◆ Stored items

--*--

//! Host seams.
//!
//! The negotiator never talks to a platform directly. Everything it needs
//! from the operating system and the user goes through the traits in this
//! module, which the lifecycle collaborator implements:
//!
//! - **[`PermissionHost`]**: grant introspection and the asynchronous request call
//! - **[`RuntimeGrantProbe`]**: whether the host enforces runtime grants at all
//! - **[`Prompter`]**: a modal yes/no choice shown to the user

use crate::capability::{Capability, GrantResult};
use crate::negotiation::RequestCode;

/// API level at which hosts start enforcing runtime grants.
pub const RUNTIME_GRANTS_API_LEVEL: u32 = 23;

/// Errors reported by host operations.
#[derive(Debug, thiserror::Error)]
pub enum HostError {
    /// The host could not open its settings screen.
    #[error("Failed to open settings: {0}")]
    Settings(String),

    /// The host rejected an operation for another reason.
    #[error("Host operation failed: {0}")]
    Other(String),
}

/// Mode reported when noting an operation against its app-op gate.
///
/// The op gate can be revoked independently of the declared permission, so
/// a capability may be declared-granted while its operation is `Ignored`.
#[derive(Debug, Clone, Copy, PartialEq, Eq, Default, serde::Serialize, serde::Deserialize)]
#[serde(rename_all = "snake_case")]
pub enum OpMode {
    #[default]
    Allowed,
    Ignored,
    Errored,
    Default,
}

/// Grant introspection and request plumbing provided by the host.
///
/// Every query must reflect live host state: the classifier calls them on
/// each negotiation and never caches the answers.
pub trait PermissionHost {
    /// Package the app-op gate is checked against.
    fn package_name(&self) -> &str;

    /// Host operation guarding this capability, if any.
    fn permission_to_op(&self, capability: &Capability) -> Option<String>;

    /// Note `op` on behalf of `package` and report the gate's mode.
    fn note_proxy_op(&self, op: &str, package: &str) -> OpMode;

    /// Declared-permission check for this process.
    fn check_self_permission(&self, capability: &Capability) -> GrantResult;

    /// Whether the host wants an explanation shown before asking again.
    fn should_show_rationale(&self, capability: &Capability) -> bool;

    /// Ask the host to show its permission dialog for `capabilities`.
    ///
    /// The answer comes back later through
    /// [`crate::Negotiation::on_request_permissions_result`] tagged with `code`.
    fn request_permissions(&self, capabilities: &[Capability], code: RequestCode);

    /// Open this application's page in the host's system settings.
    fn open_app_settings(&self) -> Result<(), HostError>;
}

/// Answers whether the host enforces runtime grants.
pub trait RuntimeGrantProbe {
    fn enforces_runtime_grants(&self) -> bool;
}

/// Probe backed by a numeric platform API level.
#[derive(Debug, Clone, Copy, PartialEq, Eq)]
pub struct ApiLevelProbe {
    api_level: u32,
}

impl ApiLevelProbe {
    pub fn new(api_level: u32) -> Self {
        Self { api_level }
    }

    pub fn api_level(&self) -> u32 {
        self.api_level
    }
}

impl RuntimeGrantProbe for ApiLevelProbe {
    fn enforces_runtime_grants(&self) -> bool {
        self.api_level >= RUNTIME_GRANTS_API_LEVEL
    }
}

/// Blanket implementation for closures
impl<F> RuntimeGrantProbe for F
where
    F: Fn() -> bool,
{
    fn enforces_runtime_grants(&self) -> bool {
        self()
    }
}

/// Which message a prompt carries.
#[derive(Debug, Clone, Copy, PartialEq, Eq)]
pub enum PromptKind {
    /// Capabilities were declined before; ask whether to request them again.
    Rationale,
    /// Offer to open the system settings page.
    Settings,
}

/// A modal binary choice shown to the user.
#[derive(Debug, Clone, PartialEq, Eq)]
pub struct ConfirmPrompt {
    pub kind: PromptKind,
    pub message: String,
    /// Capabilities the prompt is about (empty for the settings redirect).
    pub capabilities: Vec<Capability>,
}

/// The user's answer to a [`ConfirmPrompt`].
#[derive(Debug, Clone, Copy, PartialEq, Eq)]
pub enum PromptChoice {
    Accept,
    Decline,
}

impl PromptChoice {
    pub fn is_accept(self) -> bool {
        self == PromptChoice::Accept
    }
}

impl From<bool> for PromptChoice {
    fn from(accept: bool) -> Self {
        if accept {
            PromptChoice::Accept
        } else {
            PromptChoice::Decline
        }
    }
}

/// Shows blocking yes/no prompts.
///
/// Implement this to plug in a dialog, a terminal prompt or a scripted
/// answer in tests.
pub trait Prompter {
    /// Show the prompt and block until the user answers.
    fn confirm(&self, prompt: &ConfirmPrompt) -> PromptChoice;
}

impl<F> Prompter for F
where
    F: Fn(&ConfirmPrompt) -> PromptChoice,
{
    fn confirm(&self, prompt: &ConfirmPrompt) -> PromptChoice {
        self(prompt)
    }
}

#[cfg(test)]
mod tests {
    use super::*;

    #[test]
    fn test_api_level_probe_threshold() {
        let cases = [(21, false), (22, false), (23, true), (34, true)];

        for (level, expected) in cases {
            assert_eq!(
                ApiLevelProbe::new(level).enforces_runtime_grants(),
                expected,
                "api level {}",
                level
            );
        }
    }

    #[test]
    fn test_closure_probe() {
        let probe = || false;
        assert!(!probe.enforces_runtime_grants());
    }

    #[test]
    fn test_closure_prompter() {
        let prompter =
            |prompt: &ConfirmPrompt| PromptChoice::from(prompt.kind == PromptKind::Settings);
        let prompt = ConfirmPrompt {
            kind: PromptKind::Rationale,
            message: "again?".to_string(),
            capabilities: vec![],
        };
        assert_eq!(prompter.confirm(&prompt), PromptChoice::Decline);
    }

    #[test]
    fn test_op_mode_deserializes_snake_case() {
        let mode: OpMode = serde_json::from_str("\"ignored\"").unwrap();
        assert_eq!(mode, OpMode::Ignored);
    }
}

--*--

◆ ACTIVITY
Reproduce each line above exactly.

◆ ANSWER BELOW
//! Host seams.
//!
//! The negotiator never talks to a platform directly. Everything it needs
//! from the operating system and the user goes through the traits in this
//! module, which the lifecycle collaborator implements:
//!
//! - **[`PermissionHost`]**: grant introspection and the asynchronous request call
//! - **[`RuntimeGrantProbe`]**: whether the host enforces runtime grants at all
//! - **[`Prompter`]**: a modal yes/no choice shown to the user

use crate::capability::{Capability, GrantResult};
use crate::negotiation::RequestCode;

/// API level at which hosts start enforcing runtime grants.
pub const RUNTIME_GRANTS_API_LEVEL: u32 = 23;

/// Errors reported by host operations.
#[derive(Debug, thiserror::Error)]
pub enum HostError {
    /// The host could not open its settings screen.
    #[error("Failed to open settings: {0}")]
    Settings(String),

    /// The host rejected an operation for another reason.
    #[error("Host operation failed: {0}")]
    Other(String),
}

/// Mode reported when noting an operation against its app-op gate.
///
/// The op gate can be revoked independently of the declared permission, so
/// a capability may be declared-granted while its operation is `Ignored`.
#[derive(Debug, Clone, Copy, PartialEq, Eq, Default, serde::Serialize, serde::Deserialize)]
#[serde(rename_all = "snake_case")]
pub enum OpMode {
    #[default]
    Allowed,
    Ignored,
    Errored,
    Default,
}

/// Grant introspection and request plumbing provided by the host.
///
/// Every query must reflect live host state: the classifier calls them on
/// each negotiation and never caches the answers.
pub trait PermissionHost {
    /// Package the app-op gate is checked against.
    fn package_name(&self) -> &str;

    /// Host operation guarding this capability, if any.
    fn permission_to_op(&self, capability: &Capability) -> Option<String>;

    /// Note `op` on behalf of `package` and report the gate's mode.
    fn note_proxy_op(&self, op: &str, package: &str) -> OpMode;

    /// Declared-permission check for this process.
    fn check_self_permission(&self, capability: &Capability) -> GrantResult;

    /// Whether the host wants an explanation shown before asking again.
    fn should_show_rationale(&self, capability: &Capability) -> bool;

    /// Ask the host to show its permission dialog for `capabilities`.
    ///
    /// The answer comes back later through
    /// [`crate::Negotiation::on_request_permissions_result`] tagged with `code`.
    fn request_permissions(&self, capabilities: &[Capability], code: RequestCode);

    /// Open this application's page in the host's system settings.
    fn open_app_settings(&self) -> Result<(), HostError>;
}

/// Answers whether the host enforces runtime grants.
pub trait RuntimeGrantProbe {
    fn enforces_runtime_grants(&self) -> bool;
}

/// Probe backed by a numeric platform API level.
#[derive(Debug, Clone, Copy, PartialEq, Eq)]
pub struct ApiLevelProbe {
    api_level: u32,
}

impl ApiLevelProbe {
    pub fn new(api_level: u32) -> Self {
        Self { api_level }
    }

    pub fn api_level(&self) -> u32 {
        self.api_level
    }
}

impl RuntimeGrantProbe for ApiLevelProbe {
    fn enforces_runtime_grants(&self) -> bool {
        self.api_level >= RUNTIME_GRANTS_API_LEVEL
    }
}

/// Blanket implementation for closures
impl<F> RuntimeGrantProbe for F
where
    F: Fn() -> bool,
{
    fn enforces_runtime_grants(&self) -> bool {
        self()
    }
}

/// Which message a prompt carries.
#[derive(Debug, Clone, Copy, PartialEq, Eq)]
pub enum PromptKind {
    /// Capabilities were declined before; ask whether to request them again.
    Rationale,
    /// Offer to open the system settings page.
    Settings,
}

/// A modal binary choice shown to the user.
#[derive(Debug, Clone, PartialEq, Eq)]
pub struct ConfirmPrompt {
    pub kind: PromptKind,
    pub message: String,
    /// Capabilities the prompt is about (empty for the settings redirect).
    pub capabilities: Vec<Capability>,
}

/// The user's answer to a [`ConfirmPrompt`].
#[derive(Debug, Clone, Copy, PartialEq, Eq)]
pub enum PromptChoice {
    Accept,
    Decline,
}

impl PromptChoice {
    pub fn is_accept(self) -> bool {
        self == PromptChoice::Accept
    }
}

impl From<bool> for PromptChoice {
    fn from(accept: bool) -> Self {
        if accept {
            PromptChoice::Accept
        } else {
            PromptChoice::Decline
        }
    }
}

/// Shows blocking yes/no prompts.
///
/// Implement this to plug in a dialog, a terminal prompt or a scripted
/// answer in tests.
pub trait Prompter {
    /// Show the prompt and block until the user answers.
    fn confirm(&self, prompt: &ConfirmPrompt) -> PromptChoice;
}

impl<F> Prompter for F
where
    F: Fn(&ConfirmPrompt) -> PromptChoice,
{
    fn confirm(&self, prompt: &ConfirmPrompt) -> PromptChoice {
        self(prompt)
    }
}

#[cfg(test)]
mod tests {
    use super::*;

    #[test]
    fn test_api_level_probe_threshold() {
        let cases = [(21, false), (22, false), (23, true), (34, true)];

        for (level, expected) in cases {
            assert_eq!(
                ApiLevelProbe::new(level).enforces_runtime_grants(),
                expected,
                "api level {}",
                level
            );
        }
    }

    #[test]
    fn test_closure_probe() {
        let probe = || false;
        assert!(!probe.enforces_runtime_grants());
    }

    #[test]
    fn test_closure_prompter() {
        let prompter =
            |prompt: &ConfirmPrompt| PromptChoice::from(prompt.kind == PromptKind::Settings);
        let prompt = ConfirmPrompt {
            kind: PromptKind::Rationale,
            message: "again?".to_string(),
            capabilities: vec![],
        };
        assert_eq!(prompter.confirm(&prompt), PromptChoice::Decline);
    }

    #[test]
    fn test_op_mode_deserializes_snake_case() {
        let mode: OpMode = serde_json::from_str("\"ignored\"").unwrap();
        assert_eq!(mode, OpMode::Ignored);
    }
}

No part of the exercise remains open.